What the task requires
From the entries below, please output exactly the lines starting at the one containing "filename apps/api/src/main.rs" and ending at the one containing "use crate::alignment::inference::LlmInference;", both included.

Records to process
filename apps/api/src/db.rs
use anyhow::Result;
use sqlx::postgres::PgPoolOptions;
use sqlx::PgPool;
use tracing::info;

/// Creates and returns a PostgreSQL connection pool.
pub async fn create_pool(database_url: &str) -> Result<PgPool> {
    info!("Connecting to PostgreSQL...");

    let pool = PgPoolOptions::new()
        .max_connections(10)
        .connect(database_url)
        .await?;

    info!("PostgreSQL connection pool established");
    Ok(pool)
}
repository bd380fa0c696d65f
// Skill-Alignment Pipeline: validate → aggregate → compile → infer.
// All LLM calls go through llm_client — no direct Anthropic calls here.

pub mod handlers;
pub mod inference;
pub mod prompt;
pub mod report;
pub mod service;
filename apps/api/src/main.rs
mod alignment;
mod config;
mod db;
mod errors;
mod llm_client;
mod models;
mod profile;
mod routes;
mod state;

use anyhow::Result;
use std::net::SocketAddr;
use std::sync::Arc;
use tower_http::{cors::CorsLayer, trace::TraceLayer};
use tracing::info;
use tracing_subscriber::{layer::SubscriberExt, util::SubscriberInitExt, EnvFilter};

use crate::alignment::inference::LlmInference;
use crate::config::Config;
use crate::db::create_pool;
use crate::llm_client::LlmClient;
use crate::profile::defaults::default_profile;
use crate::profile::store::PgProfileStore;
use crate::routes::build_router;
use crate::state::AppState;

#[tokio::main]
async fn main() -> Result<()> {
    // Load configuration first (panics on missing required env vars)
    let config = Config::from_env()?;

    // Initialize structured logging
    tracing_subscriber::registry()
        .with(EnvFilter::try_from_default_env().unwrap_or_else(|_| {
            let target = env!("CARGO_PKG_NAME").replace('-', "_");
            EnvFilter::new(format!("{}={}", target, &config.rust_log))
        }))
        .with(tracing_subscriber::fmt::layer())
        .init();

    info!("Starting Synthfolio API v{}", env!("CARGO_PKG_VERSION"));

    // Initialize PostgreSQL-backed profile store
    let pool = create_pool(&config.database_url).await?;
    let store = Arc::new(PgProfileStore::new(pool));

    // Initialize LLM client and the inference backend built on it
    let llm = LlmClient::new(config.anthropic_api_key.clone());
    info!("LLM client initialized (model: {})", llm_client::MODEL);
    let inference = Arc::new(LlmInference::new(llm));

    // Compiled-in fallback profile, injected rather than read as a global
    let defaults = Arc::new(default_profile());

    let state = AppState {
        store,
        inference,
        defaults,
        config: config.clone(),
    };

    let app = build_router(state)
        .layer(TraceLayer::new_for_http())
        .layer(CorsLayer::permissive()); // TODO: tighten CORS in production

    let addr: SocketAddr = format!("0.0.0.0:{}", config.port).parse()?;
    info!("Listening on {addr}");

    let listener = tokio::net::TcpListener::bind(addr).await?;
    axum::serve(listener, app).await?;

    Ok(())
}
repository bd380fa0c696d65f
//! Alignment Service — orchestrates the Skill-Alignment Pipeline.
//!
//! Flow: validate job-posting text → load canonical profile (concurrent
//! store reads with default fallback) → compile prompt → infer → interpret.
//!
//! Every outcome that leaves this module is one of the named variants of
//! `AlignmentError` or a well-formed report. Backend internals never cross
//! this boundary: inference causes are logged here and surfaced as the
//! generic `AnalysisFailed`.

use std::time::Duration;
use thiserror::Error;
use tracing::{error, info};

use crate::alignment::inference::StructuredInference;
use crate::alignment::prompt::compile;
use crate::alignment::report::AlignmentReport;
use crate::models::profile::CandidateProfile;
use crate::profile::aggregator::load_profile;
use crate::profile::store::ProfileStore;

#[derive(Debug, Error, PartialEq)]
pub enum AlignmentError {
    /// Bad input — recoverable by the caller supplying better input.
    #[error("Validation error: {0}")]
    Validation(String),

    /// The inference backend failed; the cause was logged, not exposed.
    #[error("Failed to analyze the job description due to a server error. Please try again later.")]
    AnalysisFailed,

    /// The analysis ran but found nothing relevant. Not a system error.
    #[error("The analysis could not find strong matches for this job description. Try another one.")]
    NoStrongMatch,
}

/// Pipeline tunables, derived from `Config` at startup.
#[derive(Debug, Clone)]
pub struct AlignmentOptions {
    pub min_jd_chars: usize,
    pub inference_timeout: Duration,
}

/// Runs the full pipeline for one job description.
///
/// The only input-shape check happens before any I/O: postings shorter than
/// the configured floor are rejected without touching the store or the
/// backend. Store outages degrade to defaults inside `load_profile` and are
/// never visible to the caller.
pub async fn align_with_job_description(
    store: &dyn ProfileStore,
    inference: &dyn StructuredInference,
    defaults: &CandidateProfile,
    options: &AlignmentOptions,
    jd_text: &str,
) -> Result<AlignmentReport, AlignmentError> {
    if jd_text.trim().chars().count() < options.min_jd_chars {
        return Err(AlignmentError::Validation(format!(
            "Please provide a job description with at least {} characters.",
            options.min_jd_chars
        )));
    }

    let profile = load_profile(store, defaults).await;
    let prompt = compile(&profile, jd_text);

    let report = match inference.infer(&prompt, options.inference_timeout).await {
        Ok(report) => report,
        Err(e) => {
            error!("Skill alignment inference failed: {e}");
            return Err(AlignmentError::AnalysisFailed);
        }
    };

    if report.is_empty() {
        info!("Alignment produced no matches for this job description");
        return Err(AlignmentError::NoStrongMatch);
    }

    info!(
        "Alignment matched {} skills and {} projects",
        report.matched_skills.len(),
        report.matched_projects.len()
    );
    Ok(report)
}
==
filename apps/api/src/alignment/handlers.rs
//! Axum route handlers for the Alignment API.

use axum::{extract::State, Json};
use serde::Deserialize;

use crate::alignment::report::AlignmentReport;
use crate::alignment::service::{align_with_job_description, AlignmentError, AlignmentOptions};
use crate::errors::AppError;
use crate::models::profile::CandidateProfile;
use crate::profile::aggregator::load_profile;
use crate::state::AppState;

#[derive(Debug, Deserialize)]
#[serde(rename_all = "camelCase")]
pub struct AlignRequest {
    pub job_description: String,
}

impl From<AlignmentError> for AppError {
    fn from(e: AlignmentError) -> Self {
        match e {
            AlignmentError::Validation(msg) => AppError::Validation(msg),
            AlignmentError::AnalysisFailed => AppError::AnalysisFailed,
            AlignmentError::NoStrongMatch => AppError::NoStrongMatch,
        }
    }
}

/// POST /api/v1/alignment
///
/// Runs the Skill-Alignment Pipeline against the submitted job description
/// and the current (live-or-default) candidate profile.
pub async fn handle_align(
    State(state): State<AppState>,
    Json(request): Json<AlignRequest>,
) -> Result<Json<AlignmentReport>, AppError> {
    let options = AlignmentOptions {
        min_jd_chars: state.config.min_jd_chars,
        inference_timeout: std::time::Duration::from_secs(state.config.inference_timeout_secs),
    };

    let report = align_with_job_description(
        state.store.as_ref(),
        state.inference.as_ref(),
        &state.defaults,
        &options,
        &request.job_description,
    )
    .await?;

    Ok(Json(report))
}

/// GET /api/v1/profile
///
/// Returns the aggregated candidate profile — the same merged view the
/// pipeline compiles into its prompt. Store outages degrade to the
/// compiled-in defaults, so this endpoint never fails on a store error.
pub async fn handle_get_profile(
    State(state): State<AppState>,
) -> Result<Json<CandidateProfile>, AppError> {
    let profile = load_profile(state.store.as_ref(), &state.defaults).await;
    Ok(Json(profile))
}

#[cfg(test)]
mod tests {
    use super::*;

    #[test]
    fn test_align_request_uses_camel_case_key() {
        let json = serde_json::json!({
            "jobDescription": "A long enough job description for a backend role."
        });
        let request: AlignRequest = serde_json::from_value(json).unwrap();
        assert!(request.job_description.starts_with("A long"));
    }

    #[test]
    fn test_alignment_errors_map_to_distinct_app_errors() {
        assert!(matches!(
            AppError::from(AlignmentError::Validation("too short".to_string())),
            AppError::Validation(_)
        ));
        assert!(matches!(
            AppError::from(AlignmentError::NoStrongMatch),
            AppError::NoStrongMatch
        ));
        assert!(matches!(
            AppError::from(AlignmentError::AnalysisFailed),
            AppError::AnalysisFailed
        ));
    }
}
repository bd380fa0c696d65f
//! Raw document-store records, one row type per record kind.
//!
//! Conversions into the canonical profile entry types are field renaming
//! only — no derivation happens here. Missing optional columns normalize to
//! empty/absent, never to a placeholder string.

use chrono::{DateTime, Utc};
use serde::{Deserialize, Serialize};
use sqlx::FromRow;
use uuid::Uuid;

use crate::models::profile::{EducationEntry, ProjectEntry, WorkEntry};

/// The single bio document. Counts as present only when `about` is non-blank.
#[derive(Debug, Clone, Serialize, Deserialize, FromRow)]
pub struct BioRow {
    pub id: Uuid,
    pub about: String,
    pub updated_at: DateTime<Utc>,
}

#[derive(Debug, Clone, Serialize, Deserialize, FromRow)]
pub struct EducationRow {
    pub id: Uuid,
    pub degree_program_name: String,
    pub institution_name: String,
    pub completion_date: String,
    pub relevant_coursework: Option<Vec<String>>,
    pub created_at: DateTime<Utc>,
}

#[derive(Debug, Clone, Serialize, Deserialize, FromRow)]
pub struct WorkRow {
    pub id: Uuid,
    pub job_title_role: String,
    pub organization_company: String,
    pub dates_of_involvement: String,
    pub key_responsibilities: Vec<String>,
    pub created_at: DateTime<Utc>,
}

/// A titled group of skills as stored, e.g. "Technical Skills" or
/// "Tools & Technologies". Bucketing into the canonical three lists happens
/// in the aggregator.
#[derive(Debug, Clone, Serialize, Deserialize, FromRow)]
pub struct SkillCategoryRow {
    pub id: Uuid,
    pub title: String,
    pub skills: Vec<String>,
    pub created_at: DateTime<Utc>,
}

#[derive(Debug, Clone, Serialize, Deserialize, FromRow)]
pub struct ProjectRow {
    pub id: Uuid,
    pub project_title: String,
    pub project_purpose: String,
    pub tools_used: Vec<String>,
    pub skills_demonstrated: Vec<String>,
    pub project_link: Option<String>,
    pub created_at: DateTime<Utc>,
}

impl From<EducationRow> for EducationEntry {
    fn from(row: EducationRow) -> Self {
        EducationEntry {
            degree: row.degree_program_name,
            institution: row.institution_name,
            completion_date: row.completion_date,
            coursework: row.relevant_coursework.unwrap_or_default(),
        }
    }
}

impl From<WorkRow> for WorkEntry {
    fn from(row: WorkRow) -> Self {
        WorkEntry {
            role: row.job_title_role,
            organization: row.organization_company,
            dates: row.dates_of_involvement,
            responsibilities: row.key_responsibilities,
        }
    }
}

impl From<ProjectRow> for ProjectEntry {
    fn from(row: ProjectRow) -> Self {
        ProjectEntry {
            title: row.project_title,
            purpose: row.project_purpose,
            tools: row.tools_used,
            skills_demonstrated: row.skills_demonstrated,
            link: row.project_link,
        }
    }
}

Written response
filename apps/api/src/main.rs
mod alignment;
mod config;
mod db;
mod errors;
mod llm_client;
mod models;
mod profile;
mod routes;
mod state;

use anyhow::Result;
use std::net::SocketAddr;
use std::sync::Arc;
use tower_http::{cors::CorsLayer, trace::TraceLayer};
use tracing::info;
use tracing_subscriber::{layer::SubscriberExt, util::SubscriberInitExt, EnvFilter};

use crate::alignment::inference::LlmInference;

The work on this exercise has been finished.